Information technologies can provide a tool for organizing for social change. Zapatista rebels used computers and modems to keep in touch with their supporters in Mexico and abroad. Informal networks making use of the Internet helped build anti-globalization protests in Seattle and elsewhere. And Canadian websites like rabble.ca and tao.ca help provide alternatives to the daily news and tools for organizers.

These same technologies however are also a battlefield for corporate alliances looking to gain control over your spending habits. Microsoft, with its quasi-monopolies over computer operating systems and office suite software has the largest stock valuation of any company in the world and more than US$43 billion in cash and short-term investments, (a war-chest that's growing at a rate of US$1 billion a month).

E-mail can keep far-flung family members in touch, and personal web sites let you share your wedding photos with the world. Computer games and the Internet can become a new-style addiction, though, or form a new distribution mechanism for pornography and gambling. We're bombarded with ads to convince us that our computer isn?t fast enough, that it?s already to time to move up to this year's model.

In other words, computer technology is a tool. Like a carving knife, it isn't inherently good or bad. A carving knife can be used to help make dinner or to murder a stranger. The Internet can provide a voice for points of view left out of the daily newspapers and can help sell the latest fads; computers are a tool for networks trying to build for social change and for corporations looking to track (and control) our spending habits.

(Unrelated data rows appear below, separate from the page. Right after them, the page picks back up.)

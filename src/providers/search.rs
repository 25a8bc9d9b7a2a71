use async_trait::async_trait;
use reqwest::Client;
use std::sync::atomic::{AtomicUsize, Ordering};
use std::sync::Arc;
use std::time::Duration;
use tracing::{debug, info, warn};

use super::types::{
    GoogleSearchResponse, SearchHit, TavilySearchRequest, TavilySearchResponse,
};
use crate::config::{GoogleSearchConfig, RequestConfig, TavilyConfig};
use crate::error::{ProviderError, ProviderResult};
use crate::rotation::CredentialPool;

/// Web search capability: query in, ordered `{title, url}` hits out.
#[cfg_attr(test, mockall::automock)]
#[async_trait]
pub trait SearchProvider: Send + Sync {
    /// Provider name for logs.
    fn name(&self) -> &str;

    /// Search for `query`, returning at most `max_results` hits.
    async fn search(&self, query: &str, max_results: usize) -> ProviderResult<Vec<SearchHit>>;

    /// Credential rotations performed so far.
    fn rotations(&self) -> u64;
}

/// An API key paired with its programmable search engine id
#[derive(Debug, Clone)]
pub struct GoogleCredential {
    pub api_key: String,
    pub engine_id: String,
}

/// Google Custom Search client with key rotation
pub struct GoogleSearchClient {
    client: Client,
    base_url: String,
    pool: CredentialPool<GoogleCredential>,
}

impl GoogleSearchClient {
    /// Max results the API returns per request.
    const MAX_PAGE_SIZE: usize = 10;

    /// Create a new Google search client
    pub fn new(config: &GoogleSearchConfig, request_config: &RequestConfig) -> ProviderResult<Self> {
        let client = Client::builder()
            .timeout(Duration::from_millis(request_config.timeout_ms))
            .build()
            .map_err(ProviderError::Http)?;

        let credentials = config
            .api_keys
            .iter()
            .zip(config.engine_ids.iter())
            .map(|(api_key, engine_id)| GoogleCredential {
                api_key: api_key.clone(),
                engine_id: engine_id.clone(),
            })
            .collect();

        Ok(Self {
            client,
            base_url: config.base_url.clone(),
            pool: CredentialPool::new("google", credentials),
        })
    }

    /// The credential pool backing this client
    pub fn pool(&self) -> &CredentialPool<GoogleCredential> {
        &self.pool
    }

    async fn search_with(
        &self,
        credential: &GoogleCredential,
        query: &str,
        max_results: usize,
    ) -> ProviderResult<Vec<SearchHit>> {
        let num = max_results.clamp(1, Self::MAX_PAGE_SIZE).to_string();

        let response = self
            .client
            .get(&self.base_url)
            .query(&[
                ("key", credential.api_key.as_str()),
                ("cx", credential.engine_id.as_str()),
                ("q", query),
                ("num", num.as_str()),
            ])
            .send()
            .await?;

        let status = response.status();

        if !status.is_success() {
            let error_body = response.text().await.unwrap_or_default();
            // Google reports daily quota exhaustion as 403
            if status.as_u16() == 403 || status.as_u16() == 429 {
                return Err(ProviderError::RateLimited {
                    provider: "google".to_string(),
                    message: format!("{} {}", status.as_u16(), error_body),
                });
            }
            return Err(ProviderError::Api {
                status: status.as_u16(),
                message: error_body,
            });
        }

        let body: GoogleSearchResponse =
            response
                .json()
                .await
                .map_err(|e| ProviderError::MalformedResponse {
                    message: format!("Failed to parse search response: {}", e),
                })?;

        Ok(body
            .items
            .into_iter()
            .take(max_results)
            .map(|item| SearchHit::new(item.title, item.link))
            .collect())
    }
}

#[async_trait]
impl SearchProvider for GoogleSearchClient {
    fn name(&self) -> &str {
        "google"
    }

    async fn search(&self, query: &str, max_results: usize) -> ProviderResult<Vec<SearchHit>> {
        debug!(query = %query, "Google search");
        self.pool
            .call(|credential| async move {
                self.search_with(&credential, query, max_results).await
            })
            .await
    }

    fn rotations(&self) -> u64 {
        self.pool.rotations()
    }
}

/// Tavily search client (single key)
pub struct TavilySearchClient {
    client: Client,
    base_url: String,
    api_key: String,
}

impl TavilySearchClient {
    /// Create a new Tavily search client
    pub fn new(config: &TavilyConfig, request_config: &RequestConfig) -> ProviderResult<Self> {
        let client = Client::builder()
            .timeout(Duration::from_millis(request_config.timeout_ms))
            .build()
            .map_err(ProviderError::Http)?;

        Ok(Self {
            client,
            base_url: config.base_url.trim_end_matches('/').to_string(),
            api_key: config.api_key.clone(),
        })
    }
}

#[async_trait]
impl SearchProvider for TavilySearchClient {
    fn name(&self) -> &str {
        "tavily"
    }

    async fn search(&self, query: &str, max_results: usize) -> ProviderResult<Vec<SearchHit>> {
        debug!(query = %query, "Tavily search");

        let request = TavilySearchRequest {
            query: query.to_string(),
            search_depth: "basic".to_string(),
            max_results,
            include_images: false,
        };

        let response = self
            .client
            .post(format!("{}/search", self.base_url))
            .header("Authorization", format!("Bearer {}", self.api_key))
            .json(&request)
            .send()
            .await?;

        let status = response.status();

        if !status.is_success() {
            let error_body = response.text().await.unwrap_or_default();
            if status.as_u16() == 429 || status.as_u16() == 432 {
                return Err(ProviderError::RateLimited {
                    provider: "tavily".to_string(),
                    message: format!("{} {}", status.as_u16(), error_body),
                });
            }
            return Err(ProviderError::Api {
                status: status.as_u16(),
                message: error_body,
            });
        }

        let body: TavilySearchResponse =
            response
                .json()
                .await
                .map_err(|e| ProviderError::MalformedResponse {
                    message: format!("Failed to parse search response: {}", e),
                })?;

        Ok(body
            .results
            .into_iter()
            .take(max_results)
            .map(|r| SearchHit::new(r.title, r.url))
            .collect())
    }

    fn rotations(&self) -> u64 {
        0
    }
}

/// Ordered fallback over search providers.
///
/// Rate-limit and exhaustion signals move the chain to the next provider for
/// the rest of the run. Other errors fall through to the next provider for this
/// call only. When nothing is left the chain returns no hits.
pub struct SearchChain {
    providers: Vec<Arc<dyn SearchProvider>>,
    active: AtomicUsize,
}

impl SearchChain {
    /// Create a chain from providers in priority order
    pub fn new(providers: Vec<Arc<dyn SearchProvider>>) -> Self {
        Self {
            providers,
            active: AtomicUsize::new(0),
        }
    }

    /// Index of the provider new searches start from
    pub fn active_index(&self) -> usize {
        self.active.load(Ordering::SeqCst)
    }
}

#[async_trait]
impl SearchProvider for SearchChain {
    fn name(&self) -> &str {
        "search-chain"
    }

    async fn search(&self, query: &str, max_results: usize) -> ProviderResult<Vec<SearchHit>> {
        let start = self.active.load(Ordering::SeqCst);

        for (index, provider) in self.providers.iter().enumerate().skip(start) {
            match provider.search(query, max_results).await {
                Ok(hits) => return Ok(hits),
                Err(e) if e.is_rate_limit() || e.is_exhausted() => {
                    let previous = self.active.fetch_max(index + 1, Ordering::SeqCst);
                    if previous <= index {
                        info!(
                            provider = %provider.name(),
                            error = %e,
                            "Search provider exhausted, switching to fallback"
                        );
                    }
                }
                Err(e) => {
                    warn!(
                        provider = %provider.name(),
                        query = %query,
                        error = %e,
                        "Search failed, trying next provider"
                    );
                }
            }
        }

        warn!(query = %query, "All search providers failed or exhausted");
        Ok(Vec::new())
    }

    fn rotations(&self) -> u64 {
        self.providers.iter().map(|p| p.rotations()).sum()
    }
}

The computer and video game industry is now larger than the movie industry; I'm sure that more is spent on home computers and related tech toys then on TVs and home stereos. I'm still using the stereo system I bought in the mid-1980s; few of us would want to work or play on a computer from that era.

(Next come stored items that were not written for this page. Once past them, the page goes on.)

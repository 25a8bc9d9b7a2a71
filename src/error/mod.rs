use thiserror::Error;

/// Application-level errors
#[derive(Debug, Error)]
pub enum AppError {
    #[error("Configuration error: {message}")]
    Config { message: String },

    #[error("Storage error: {0}")]
    Storage(#[from] StorageError),

    #[error("Provider error: {0}")]
    Provider(#[from] ProviderError),

    #[error("Plan generation failed: {message}")]
    PlanGenerationFailed { message: String },
}

/// Storage layer errors
#[derive(Debug, Error)]
pub enum StorageError {
    #[error("Database connection failed: {message}")]
    Connection { message: String },

    #[error("Query failed: {message}")]
    Query { message: String },

    #[error("Migration failed: {message}")]
    Migration { message: String },

    #[error("Serialization failed: {0}")]
    Serialization(#[from] serde_json::Error),

    #[error("SQLx error: {0}")]
    Sqlx(#[from] sqlx::Error),
}

/// Errors raised by external text-generation and search providers
#[derive(Debug, Error)]
pub enum ProviderError {
    #[error("Rate limited by {provider}: {message}")]
    RateLimited { provider: String, message: String },

    #[error("All credentials exhausted for {provider}")]
    Exhausted { provider: String },

    #[error("Provider unavailable: {message} (retries: {retries})")]
    Unavailable { message: String, retries: u32 },

    #[error("API error: {status} - {message}")]
    Api { status: u16, message: String },

    #[error("Malformed response: {message}")]
    MalformedResponse { message: String },

    #[error("Request timeout after {timeout_ms}ms")]
    Timeout { timeout_ms: u64 },

    #[error("HTTP error: {0}")]
    Http(#[from] reqwest::Error),
}

impl ProviderError {
    /// Whether this error is a rate-limit or quota signal that should trigger rotation.
    pub fn is_rate_limit(&self) -> bool {
        matches!(self, ProviderError::RateLimited { .. })
    }

    /// Whether the provider has no usable credentials left.
    pub fn is_exhausted(&self) -> bool {
        matches!(self, ProviderError::Exhausted { .. })
    }

    /// Whether a bounded retry against the same credential may succeed.
    pub fn is_retryable(&self) -> bool {
        match self {
            ProviderError::Timeout { .. } | ProviderError::Http(_) => true,
            ProviderError::Api { status, .. } => *status >= 500,
            _ => false,
        }
    }
}

/// Page fetch errors. All of them are recoverable at the URL level.
#[derive(Debug, Error)]
pub enum FetchError {
    #[error("Fetch timeout after {timeout_ms}ms: {url}")]
    Timeout { url: String, timeout_ms: u64 },

    #[error("Fetch failed for {url}: {message}")]
    Failed { url: String, message: String },

    #[error("Unsupported content type {content_type} for {url}")]
    UnsupportedContent { url: String, content_type: String },

    #[error("HTTP error: {0}")]
    Http(#[from] reqwest::Error),
}

/// Result type alias for application errors
pub type AppResult<T> = Result<T, AppError>;

/// Result type alias for storage operations
pub type StorageResult<T> = Result<T, StorageError>;

/// Result type alias for provider operations
pub type ProviderResult<T> = Result<T, ProviderError>;

/// Result type alias for fetch operations
pub type FetchResult<T> = Result<T, FetchError>;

Nevertheless, it is possible to resist the advertisers' subliminal hints that our computer and its software is already obsolete by the time it's out of the box. Open source projects like
Linux, OpenOffice, The Gimp, and Mozilla, created by unpaid networks of volunteers, provide free alternatives to the commercial projects of Microsoft, Adobe, and others.

And your three or five year old computer probably isn't ready for the scrap-heap yet. Despite the ads proclaiming Newer! Faster! Better! your computer probably has years of useful life left in it. And (a real benefit of the industry's constant upgrading) if you don't have a computer (or need another one), you can get a still-usable recent model for far less than the cost of this season's model.

In coming issues, this column will look at ways to use technology: to keep safe on the Internet, to make the best use of affordable hardware and software, to stretch the useful life of your computer, and more.

Feel free to check out my website (
www.zisman.ca) or e-mail me (cj@zisman.ca) with suggestions, comments, or cries for help. I'm not trying to sell you anything.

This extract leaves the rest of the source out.